**Problem statement**
Find every line with the string "needs" in the material below and copy it.

**Source material**
>>>
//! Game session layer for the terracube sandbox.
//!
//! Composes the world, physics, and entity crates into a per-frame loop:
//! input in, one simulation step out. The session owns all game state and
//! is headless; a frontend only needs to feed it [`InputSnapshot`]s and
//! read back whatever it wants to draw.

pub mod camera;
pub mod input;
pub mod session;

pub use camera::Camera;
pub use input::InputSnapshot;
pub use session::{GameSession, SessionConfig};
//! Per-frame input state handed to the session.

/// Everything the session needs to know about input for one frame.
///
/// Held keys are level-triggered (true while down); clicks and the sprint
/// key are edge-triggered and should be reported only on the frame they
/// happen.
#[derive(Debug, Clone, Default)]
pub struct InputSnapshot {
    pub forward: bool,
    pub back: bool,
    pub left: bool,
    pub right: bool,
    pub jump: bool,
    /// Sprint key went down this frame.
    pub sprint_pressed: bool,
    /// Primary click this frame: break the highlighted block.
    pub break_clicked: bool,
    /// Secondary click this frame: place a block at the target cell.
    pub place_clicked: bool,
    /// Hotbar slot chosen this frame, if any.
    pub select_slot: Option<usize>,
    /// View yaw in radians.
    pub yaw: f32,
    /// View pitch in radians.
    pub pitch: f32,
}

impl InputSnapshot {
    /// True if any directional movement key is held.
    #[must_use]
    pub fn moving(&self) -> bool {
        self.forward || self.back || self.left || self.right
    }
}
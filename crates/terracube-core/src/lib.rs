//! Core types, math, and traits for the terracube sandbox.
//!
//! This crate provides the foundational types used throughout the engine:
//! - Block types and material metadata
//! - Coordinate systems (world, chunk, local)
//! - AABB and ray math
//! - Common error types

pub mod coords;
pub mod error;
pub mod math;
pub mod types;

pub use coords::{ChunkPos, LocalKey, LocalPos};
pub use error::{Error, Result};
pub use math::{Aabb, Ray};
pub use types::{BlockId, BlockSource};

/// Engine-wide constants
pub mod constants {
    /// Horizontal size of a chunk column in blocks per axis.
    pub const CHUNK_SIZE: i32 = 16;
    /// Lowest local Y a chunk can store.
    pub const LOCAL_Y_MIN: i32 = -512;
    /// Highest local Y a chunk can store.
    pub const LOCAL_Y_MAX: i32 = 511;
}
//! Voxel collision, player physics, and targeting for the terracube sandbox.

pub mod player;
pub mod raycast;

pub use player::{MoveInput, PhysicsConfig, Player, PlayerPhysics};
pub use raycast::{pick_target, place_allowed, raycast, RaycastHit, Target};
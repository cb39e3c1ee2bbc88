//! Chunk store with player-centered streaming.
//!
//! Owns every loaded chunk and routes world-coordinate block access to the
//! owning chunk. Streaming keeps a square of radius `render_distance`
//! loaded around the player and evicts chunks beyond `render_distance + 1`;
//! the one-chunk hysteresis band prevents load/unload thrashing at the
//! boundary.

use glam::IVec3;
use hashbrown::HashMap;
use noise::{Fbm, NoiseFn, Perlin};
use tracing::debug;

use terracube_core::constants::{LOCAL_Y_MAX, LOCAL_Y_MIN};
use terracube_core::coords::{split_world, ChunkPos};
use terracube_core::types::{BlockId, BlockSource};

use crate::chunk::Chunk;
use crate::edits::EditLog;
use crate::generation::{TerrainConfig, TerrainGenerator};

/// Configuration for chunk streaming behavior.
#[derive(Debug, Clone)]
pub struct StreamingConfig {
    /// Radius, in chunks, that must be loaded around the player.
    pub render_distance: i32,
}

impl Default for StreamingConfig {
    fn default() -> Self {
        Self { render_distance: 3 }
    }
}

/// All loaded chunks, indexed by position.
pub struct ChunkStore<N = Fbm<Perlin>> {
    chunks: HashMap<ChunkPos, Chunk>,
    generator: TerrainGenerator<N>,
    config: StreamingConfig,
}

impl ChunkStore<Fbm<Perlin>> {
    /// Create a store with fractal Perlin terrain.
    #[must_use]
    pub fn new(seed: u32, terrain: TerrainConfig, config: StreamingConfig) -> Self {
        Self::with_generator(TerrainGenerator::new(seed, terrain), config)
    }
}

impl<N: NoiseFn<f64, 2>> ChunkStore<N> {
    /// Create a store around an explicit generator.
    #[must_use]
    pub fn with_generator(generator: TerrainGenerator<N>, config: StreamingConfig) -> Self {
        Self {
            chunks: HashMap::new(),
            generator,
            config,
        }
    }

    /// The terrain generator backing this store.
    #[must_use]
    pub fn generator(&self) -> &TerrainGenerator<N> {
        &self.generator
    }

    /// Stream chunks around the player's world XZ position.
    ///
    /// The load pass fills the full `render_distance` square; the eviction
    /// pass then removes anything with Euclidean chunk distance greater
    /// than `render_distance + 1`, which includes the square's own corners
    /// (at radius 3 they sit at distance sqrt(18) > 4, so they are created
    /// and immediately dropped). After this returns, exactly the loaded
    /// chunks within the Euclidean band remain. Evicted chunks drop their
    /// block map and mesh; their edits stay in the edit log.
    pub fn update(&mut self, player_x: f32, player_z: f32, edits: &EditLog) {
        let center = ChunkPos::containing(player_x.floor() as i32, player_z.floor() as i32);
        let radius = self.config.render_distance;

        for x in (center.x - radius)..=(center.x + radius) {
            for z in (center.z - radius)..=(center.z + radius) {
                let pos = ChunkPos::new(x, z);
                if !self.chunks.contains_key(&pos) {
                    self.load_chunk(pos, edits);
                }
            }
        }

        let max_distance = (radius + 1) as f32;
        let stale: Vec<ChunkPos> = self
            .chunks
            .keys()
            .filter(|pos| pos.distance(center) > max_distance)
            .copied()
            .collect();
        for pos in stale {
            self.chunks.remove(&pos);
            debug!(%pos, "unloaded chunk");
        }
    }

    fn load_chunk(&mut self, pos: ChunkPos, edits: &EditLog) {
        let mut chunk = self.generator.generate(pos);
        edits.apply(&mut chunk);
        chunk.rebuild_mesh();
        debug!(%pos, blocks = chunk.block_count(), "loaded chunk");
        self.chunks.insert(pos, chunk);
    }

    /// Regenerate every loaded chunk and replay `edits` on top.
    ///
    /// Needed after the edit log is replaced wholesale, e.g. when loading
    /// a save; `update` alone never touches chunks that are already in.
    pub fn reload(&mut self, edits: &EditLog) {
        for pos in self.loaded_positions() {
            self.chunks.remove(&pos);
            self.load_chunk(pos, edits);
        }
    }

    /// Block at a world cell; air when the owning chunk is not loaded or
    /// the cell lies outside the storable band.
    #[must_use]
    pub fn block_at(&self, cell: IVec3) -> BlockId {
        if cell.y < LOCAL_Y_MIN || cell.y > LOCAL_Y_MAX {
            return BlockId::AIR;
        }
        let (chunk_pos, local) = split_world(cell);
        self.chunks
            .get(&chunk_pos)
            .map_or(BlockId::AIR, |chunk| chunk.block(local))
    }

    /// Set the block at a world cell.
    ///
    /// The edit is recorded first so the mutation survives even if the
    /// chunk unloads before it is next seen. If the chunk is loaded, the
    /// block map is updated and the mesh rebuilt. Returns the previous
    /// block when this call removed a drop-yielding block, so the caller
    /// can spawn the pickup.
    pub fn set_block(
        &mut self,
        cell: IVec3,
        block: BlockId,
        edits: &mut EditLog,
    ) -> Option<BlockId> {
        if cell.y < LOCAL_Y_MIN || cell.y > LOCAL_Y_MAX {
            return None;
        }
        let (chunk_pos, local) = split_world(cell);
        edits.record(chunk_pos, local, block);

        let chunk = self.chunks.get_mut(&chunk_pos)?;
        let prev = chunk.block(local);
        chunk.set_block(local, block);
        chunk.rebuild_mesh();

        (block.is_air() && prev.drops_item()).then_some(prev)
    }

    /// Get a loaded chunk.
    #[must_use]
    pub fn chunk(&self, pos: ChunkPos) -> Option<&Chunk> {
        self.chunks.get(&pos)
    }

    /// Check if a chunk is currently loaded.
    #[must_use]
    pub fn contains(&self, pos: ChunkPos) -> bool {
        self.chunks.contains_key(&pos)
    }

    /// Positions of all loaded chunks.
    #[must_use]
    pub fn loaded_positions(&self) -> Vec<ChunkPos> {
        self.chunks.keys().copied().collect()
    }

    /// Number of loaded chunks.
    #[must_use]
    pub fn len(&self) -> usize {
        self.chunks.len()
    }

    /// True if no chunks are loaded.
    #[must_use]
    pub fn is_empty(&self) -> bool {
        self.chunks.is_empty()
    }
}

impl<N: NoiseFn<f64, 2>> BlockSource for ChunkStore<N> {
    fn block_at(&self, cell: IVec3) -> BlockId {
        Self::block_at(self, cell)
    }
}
<<<
**Solution to this exercise**
//! is headless; a frontend only needs to feed it [`InputSnapshot`]s and
/// Everything the session needs to know about input for one frame.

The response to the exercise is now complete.